[Stored items]
******
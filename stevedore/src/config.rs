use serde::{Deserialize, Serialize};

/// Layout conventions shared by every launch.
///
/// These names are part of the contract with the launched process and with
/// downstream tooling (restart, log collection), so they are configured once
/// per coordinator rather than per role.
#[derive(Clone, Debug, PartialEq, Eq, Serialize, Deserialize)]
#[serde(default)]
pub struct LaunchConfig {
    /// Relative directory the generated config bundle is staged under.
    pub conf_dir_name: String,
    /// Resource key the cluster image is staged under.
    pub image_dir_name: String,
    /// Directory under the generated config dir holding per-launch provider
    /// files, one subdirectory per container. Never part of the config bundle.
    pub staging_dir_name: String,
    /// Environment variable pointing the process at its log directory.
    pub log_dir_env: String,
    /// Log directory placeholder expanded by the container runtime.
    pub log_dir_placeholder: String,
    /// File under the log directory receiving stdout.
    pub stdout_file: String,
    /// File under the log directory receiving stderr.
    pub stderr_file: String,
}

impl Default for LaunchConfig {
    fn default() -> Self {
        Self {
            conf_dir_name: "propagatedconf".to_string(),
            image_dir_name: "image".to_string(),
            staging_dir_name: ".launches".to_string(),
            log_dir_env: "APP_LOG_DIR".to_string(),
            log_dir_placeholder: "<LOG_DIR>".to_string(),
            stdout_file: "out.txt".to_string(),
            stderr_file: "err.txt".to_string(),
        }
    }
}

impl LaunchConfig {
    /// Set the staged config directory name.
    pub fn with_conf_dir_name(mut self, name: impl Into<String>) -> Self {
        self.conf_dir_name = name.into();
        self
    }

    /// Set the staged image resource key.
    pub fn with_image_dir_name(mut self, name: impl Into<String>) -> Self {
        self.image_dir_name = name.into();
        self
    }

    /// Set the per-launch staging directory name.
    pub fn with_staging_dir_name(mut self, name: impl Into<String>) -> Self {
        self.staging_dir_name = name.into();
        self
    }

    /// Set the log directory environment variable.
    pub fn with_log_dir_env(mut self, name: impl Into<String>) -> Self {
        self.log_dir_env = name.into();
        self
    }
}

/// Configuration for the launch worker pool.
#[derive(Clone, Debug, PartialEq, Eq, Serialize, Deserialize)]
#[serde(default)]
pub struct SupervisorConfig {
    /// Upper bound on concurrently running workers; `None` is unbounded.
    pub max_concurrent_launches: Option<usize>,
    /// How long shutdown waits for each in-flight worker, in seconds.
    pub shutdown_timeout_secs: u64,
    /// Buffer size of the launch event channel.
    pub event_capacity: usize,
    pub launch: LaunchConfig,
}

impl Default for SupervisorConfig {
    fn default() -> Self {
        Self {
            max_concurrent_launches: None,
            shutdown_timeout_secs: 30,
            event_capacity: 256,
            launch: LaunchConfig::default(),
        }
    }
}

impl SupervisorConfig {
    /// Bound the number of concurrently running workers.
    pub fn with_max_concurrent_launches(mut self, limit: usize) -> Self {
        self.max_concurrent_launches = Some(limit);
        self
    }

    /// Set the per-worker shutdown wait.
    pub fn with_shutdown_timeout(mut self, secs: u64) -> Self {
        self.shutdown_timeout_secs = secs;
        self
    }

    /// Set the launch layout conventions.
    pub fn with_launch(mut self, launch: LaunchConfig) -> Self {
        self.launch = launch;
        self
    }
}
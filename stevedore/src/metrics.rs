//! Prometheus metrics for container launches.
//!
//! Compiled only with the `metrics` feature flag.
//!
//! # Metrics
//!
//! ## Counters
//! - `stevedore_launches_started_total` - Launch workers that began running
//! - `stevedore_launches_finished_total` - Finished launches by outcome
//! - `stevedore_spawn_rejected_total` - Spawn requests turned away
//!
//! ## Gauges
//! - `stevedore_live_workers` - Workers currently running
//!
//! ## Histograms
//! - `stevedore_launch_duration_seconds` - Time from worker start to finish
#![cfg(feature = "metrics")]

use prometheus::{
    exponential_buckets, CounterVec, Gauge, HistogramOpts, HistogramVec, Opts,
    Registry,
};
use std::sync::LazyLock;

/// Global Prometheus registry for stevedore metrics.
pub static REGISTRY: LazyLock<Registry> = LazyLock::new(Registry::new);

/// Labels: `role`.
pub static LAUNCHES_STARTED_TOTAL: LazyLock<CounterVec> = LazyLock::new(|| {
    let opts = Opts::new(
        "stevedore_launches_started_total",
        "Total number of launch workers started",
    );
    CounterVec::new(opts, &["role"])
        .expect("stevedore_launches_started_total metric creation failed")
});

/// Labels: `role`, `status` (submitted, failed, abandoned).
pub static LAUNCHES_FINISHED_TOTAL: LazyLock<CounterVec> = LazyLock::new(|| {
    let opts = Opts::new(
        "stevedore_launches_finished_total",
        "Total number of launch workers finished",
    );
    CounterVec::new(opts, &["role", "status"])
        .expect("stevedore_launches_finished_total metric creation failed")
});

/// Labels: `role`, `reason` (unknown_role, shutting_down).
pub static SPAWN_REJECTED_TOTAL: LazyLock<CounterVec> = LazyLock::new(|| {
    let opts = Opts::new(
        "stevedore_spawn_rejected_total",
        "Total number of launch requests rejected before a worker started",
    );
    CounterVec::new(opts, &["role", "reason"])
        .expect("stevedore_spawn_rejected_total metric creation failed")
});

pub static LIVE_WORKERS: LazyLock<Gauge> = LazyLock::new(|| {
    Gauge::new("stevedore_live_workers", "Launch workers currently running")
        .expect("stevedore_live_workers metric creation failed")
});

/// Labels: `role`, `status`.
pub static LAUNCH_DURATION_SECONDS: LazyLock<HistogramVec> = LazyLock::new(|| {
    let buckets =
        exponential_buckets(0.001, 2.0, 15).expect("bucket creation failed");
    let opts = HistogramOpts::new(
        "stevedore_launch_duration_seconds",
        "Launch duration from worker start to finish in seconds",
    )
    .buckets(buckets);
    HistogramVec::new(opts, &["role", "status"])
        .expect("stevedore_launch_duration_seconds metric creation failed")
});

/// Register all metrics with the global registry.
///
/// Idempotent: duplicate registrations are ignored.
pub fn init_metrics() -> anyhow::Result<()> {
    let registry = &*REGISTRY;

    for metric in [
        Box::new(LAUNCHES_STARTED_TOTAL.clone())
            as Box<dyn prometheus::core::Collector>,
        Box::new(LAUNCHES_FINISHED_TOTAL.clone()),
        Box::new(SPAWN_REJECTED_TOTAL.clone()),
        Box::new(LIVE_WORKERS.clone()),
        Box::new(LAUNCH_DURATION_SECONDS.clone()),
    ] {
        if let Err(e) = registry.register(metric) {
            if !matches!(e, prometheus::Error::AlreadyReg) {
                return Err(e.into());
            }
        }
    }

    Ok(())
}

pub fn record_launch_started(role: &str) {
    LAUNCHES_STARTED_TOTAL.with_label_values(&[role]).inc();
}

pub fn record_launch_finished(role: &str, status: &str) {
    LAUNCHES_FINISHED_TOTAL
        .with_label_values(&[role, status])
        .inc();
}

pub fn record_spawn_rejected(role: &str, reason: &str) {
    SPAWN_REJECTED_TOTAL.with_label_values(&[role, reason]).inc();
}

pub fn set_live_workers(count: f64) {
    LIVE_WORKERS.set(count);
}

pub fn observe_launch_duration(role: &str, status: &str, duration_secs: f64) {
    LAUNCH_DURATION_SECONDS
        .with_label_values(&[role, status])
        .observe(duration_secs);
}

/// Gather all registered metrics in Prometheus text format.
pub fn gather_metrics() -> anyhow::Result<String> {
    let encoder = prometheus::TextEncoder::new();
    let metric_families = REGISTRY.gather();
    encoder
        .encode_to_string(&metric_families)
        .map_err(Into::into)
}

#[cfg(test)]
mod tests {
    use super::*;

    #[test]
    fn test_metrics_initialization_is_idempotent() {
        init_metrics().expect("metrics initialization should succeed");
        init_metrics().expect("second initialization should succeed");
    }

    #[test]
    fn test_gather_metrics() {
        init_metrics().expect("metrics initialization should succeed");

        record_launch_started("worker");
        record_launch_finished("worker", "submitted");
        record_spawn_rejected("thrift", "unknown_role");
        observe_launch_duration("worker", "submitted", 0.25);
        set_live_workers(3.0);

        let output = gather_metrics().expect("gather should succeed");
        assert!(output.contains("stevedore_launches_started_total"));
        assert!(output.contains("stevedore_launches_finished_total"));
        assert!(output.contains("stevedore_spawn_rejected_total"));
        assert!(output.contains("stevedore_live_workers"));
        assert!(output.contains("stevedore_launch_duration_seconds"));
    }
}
******
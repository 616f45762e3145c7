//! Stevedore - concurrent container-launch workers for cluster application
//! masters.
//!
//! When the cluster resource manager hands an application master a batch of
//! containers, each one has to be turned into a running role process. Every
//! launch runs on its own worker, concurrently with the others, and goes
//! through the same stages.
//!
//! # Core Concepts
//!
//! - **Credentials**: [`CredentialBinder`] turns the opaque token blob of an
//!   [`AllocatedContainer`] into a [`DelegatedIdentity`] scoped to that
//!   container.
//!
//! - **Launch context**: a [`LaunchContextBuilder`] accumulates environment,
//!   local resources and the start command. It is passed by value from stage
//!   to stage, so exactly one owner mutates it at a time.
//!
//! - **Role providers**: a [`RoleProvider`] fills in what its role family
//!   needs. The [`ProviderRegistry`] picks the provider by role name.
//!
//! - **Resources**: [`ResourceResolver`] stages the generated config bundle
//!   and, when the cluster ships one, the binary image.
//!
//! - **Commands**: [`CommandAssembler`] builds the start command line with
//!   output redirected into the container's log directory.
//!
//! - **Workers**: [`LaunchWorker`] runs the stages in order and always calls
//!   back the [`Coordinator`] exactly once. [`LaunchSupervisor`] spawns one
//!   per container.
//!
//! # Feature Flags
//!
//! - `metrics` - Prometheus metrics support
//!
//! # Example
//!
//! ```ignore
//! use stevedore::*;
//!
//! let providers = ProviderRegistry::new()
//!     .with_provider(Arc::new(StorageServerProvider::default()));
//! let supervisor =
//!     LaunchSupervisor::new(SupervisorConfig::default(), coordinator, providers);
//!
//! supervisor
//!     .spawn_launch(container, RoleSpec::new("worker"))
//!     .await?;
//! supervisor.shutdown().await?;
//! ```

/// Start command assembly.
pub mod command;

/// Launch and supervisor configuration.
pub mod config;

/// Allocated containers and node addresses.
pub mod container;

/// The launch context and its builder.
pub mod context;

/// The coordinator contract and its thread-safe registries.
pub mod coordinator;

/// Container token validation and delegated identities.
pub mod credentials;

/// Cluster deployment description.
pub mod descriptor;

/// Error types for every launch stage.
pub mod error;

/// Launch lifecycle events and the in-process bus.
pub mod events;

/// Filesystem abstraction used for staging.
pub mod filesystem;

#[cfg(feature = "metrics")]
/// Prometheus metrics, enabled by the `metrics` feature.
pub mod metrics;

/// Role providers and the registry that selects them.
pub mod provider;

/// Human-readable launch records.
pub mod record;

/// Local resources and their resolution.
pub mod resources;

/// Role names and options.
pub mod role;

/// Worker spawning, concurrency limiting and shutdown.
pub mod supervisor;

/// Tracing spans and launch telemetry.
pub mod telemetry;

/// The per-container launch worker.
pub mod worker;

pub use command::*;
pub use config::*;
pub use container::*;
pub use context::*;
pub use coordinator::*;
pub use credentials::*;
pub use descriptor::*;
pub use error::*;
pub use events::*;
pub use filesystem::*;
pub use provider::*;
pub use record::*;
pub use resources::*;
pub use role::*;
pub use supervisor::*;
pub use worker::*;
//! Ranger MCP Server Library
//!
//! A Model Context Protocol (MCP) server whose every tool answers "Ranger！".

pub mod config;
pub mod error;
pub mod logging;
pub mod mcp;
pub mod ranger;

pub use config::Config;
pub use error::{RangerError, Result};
******
* WHAT IS BEING ASKED *
Each line above that has the word "anyhow" should be copied.

* EXERCISE ANSWER *
pub fn init_metrics() -> anyhow::Result<()> {
pub fn gather_metrics() -> anyhow::Result<String> {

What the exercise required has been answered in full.